SUPPLIED MATERIAL:
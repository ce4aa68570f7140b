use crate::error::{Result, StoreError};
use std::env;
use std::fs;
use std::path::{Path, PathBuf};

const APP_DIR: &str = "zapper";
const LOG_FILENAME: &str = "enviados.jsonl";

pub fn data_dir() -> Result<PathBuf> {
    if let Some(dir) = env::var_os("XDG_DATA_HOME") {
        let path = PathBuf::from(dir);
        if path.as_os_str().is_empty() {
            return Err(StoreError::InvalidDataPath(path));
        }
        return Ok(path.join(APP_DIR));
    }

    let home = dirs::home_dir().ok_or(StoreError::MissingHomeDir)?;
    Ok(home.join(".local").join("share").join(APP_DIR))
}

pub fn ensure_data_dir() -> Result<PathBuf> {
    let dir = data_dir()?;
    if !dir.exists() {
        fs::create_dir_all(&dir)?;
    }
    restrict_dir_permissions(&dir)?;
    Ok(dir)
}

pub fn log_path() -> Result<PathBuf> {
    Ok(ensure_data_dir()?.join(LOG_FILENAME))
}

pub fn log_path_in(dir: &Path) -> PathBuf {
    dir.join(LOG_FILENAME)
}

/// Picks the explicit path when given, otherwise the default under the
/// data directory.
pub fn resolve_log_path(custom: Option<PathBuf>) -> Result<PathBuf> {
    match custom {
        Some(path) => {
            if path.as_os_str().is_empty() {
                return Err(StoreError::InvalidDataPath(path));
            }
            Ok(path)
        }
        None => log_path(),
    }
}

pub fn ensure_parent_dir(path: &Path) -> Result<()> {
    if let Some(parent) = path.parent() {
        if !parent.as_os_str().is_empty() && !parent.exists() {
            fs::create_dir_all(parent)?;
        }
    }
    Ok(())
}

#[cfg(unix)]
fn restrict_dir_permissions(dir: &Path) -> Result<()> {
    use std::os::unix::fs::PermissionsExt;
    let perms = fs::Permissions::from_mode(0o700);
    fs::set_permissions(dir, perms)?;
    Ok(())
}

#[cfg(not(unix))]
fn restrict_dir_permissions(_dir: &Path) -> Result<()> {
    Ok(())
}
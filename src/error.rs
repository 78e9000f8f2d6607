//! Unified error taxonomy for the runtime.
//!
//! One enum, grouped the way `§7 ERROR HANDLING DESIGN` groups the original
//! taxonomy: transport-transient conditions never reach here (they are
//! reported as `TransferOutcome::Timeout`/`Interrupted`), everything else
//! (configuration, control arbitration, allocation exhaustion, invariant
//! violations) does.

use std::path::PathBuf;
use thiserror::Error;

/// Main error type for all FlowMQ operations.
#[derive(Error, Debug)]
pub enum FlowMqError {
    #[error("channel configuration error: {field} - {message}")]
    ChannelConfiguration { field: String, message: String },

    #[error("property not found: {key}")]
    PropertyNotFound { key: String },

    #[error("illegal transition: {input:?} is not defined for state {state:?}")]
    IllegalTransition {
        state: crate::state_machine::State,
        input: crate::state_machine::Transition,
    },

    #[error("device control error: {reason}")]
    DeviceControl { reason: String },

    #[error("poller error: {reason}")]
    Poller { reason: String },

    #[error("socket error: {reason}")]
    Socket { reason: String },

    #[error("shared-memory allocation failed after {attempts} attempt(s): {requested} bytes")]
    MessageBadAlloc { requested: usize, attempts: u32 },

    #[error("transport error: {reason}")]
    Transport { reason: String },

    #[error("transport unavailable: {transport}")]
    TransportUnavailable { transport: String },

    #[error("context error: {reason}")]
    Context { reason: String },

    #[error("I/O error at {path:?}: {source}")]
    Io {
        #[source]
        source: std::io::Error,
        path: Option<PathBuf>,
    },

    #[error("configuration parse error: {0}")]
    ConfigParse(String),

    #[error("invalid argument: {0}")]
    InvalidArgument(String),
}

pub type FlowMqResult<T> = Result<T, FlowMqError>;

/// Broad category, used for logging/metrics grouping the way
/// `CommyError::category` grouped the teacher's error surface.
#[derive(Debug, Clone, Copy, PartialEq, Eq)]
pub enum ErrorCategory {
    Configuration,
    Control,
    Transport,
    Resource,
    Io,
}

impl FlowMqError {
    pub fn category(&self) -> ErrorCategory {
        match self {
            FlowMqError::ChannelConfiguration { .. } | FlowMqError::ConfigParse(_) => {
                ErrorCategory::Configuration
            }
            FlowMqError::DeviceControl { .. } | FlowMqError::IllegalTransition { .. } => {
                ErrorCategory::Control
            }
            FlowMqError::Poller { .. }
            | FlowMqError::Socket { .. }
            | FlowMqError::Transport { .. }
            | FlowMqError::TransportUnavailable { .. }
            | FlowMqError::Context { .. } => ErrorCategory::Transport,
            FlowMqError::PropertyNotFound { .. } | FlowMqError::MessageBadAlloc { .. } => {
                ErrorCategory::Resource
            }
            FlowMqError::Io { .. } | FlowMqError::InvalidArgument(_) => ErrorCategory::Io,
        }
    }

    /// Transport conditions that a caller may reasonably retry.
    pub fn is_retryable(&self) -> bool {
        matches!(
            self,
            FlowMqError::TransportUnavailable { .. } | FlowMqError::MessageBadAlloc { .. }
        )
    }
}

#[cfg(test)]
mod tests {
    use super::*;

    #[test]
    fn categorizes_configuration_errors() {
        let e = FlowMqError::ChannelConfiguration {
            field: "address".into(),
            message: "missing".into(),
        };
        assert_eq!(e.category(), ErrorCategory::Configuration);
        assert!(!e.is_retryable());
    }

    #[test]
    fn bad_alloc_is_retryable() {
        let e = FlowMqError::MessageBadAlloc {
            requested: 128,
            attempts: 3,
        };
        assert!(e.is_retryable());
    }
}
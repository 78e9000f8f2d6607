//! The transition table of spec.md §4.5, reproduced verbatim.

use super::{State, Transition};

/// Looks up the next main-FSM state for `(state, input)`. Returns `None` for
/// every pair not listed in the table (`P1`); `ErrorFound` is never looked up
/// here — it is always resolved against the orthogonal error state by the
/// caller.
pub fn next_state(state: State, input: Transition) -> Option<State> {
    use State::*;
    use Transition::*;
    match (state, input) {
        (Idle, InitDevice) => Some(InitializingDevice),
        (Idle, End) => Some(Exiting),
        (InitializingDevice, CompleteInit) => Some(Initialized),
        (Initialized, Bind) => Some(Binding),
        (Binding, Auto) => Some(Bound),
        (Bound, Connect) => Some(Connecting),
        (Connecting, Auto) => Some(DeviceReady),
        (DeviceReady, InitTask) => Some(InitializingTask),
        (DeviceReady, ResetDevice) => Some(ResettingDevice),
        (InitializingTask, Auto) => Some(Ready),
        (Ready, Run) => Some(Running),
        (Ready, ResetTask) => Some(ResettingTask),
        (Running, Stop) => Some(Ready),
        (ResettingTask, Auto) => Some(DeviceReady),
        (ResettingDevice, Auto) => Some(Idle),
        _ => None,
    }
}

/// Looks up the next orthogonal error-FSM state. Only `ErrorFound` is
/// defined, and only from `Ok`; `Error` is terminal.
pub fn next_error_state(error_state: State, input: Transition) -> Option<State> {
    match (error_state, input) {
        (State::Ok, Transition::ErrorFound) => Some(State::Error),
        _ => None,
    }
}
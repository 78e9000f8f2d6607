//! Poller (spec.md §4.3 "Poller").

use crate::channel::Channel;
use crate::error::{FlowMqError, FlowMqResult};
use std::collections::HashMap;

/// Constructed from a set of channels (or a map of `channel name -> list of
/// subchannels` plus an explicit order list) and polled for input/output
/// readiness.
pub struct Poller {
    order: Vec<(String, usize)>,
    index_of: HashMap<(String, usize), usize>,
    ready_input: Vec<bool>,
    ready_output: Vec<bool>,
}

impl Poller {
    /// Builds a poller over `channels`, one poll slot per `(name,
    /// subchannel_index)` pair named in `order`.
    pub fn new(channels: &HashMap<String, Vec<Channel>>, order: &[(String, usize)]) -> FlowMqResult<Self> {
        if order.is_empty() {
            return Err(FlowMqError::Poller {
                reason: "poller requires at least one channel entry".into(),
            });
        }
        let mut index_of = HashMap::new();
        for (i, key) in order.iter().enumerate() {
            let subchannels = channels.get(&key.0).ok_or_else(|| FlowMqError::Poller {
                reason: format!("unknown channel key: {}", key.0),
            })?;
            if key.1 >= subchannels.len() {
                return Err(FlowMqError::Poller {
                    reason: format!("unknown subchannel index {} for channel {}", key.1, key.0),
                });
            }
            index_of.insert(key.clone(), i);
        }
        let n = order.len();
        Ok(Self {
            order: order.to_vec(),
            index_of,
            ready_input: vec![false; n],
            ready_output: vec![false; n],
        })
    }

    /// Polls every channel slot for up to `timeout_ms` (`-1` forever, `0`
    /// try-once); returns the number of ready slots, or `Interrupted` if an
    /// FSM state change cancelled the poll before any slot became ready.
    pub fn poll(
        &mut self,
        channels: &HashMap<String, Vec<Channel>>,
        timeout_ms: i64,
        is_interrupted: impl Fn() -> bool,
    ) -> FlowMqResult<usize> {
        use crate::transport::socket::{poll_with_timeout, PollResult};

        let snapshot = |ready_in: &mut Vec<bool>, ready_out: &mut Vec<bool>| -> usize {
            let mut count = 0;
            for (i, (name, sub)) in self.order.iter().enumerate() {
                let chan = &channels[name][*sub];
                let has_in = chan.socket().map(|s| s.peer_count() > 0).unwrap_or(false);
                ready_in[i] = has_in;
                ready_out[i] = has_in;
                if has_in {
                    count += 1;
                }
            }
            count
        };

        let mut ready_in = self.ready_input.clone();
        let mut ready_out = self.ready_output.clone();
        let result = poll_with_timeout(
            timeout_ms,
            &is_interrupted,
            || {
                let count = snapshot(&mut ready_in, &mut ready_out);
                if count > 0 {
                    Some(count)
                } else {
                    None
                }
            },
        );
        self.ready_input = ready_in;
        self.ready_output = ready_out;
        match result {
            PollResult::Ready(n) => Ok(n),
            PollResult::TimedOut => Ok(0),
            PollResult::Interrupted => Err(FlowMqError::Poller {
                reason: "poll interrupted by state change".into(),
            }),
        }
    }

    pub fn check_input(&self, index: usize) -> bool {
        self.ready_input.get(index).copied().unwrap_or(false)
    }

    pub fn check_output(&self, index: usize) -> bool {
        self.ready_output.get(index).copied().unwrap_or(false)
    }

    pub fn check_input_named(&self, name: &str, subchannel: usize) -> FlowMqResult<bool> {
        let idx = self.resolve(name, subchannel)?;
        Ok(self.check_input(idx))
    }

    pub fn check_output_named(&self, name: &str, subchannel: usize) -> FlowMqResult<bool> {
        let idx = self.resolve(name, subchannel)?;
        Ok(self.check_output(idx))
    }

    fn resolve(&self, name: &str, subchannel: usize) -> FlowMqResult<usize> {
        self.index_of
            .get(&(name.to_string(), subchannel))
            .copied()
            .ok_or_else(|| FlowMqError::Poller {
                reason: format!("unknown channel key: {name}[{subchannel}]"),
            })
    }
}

---

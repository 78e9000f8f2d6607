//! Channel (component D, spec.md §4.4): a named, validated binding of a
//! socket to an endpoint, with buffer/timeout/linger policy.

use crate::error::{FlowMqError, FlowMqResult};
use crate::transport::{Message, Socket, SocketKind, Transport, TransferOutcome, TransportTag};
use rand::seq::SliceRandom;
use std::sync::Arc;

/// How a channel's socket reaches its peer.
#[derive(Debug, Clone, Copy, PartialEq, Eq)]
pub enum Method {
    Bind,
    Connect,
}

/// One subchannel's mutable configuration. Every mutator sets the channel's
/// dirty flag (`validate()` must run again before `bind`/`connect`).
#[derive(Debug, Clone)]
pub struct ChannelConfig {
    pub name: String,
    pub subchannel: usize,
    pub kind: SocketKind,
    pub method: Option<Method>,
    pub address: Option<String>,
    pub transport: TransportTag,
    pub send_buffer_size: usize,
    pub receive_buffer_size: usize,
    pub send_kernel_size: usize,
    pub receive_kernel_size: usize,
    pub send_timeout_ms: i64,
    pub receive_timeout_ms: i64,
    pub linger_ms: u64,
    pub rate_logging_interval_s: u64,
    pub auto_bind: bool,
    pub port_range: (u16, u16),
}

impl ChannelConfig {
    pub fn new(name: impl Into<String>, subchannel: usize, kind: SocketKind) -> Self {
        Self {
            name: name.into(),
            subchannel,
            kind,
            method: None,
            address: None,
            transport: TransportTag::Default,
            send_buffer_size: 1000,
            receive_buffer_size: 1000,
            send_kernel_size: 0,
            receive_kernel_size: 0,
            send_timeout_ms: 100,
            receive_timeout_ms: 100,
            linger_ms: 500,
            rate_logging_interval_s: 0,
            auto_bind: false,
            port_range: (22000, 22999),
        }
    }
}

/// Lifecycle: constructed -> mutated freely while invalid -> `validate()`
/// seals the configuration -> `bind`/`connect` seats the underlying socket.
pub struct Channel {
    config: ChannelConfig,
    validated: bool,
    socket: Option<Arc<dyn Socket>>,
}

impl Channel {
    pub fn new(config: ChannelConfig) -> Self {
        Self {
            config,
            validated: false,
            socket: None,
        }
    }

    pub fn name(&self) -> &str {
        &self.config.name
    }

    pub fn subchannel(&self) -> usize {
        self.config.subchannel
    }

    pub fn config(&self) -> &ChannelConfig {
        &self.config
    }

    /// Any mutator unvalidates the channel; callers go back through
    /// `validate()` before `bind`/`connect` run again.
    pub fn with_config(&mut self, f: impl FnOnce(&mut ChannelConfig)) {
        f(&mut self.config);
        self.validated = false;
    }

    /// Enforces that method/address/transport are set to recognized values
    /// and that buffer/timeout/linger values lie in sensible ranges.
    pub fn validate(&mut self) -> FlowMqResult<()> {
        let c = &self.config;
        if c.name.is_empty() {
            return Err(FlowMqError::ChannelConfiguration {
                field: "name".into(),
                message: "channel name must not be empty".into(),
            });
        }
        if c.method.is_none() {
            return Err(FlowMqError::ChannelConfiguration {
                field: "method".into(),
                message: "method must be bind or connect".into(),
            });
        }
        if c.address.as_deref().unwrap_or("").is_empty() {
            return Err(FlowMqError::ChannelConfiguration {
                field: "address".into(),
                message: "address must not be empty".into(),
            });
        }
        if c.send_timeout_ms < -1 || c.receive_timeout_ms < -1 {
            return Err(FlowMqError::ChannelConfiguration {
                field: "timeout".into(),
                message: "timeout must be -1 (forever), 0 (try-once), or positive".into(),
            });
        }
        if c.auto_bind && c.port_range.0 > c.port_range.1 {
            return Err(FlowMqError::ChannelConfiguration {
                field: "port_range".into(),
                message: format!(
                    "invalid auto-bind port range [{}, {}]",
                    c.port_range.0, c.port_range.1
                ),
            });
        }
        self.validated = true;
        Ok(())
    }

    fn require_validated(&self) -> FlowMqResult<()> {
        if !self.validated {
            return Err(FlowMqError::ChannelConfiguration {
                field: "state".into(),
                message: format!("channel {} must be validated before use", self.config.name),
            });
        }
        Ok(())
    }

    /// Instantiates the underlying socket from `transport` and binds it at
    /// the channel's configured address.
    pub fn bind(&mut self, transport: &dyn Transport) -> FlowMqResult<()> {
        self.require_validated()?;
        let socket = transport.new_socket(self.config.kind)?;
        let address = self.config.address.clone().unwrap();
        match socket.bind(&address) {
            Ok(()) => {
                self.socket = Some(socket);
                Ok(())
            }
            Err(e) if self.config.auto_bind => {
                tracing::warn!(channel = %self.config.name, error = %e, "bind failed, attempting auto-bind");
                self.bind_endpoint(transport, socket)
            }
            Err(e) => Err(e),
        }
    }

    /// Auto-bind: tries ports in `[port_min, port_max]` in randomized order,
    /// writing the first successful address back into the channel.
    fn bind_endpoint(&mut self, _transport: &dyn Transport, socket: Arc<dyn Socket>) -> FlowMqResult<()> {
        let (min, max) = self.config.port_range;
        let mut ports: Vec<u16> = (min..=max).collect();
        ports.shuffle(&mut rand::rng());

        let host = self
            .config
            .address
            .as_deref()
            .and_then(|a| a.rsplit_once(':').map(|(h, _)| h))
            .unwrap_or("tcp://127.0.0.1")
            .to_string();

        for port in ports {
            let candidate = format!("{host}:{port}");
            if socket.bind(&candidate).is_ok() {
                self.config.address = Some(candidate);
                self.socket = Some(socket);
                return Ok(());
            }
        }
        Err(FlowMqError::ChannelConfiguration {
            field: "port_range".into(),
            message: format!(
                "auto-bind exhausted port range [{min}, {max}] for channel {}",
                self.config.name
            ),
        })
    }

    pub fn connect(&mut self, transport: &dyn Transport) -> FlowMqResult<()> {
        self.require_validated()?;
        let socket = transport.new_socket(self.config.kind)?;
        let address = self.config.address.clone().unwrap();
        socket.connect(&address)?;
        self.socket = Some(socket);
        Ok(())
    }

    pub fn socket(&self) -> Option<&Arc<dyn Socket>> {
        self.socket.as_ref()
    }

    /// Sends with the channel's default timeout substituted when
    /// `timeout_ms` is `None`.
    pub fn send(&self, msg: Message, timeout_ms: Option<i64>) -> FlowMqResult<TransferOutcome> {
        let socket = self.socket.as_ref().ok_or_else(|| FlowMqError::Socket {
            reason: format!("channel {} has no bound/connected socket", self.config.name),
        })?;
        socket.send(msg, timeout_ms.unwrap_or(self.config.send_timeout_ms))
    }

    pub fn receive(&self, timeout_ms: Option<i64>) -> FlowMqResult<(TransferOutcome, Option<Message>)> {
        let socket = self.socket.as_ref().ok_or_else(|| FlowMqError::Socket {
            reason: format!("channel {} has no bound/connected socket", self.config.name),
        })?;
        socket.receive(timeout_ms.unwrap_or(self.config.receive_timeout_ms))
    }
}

TASK GOAL: Read through the entries above and copy each line that has the string "values" in it.

RESULT OF THIS TASK:
    /// Enforces that method/address/transport are set to recognized values
    /// and that buffer/timeout/linger values lie in sensible ranges.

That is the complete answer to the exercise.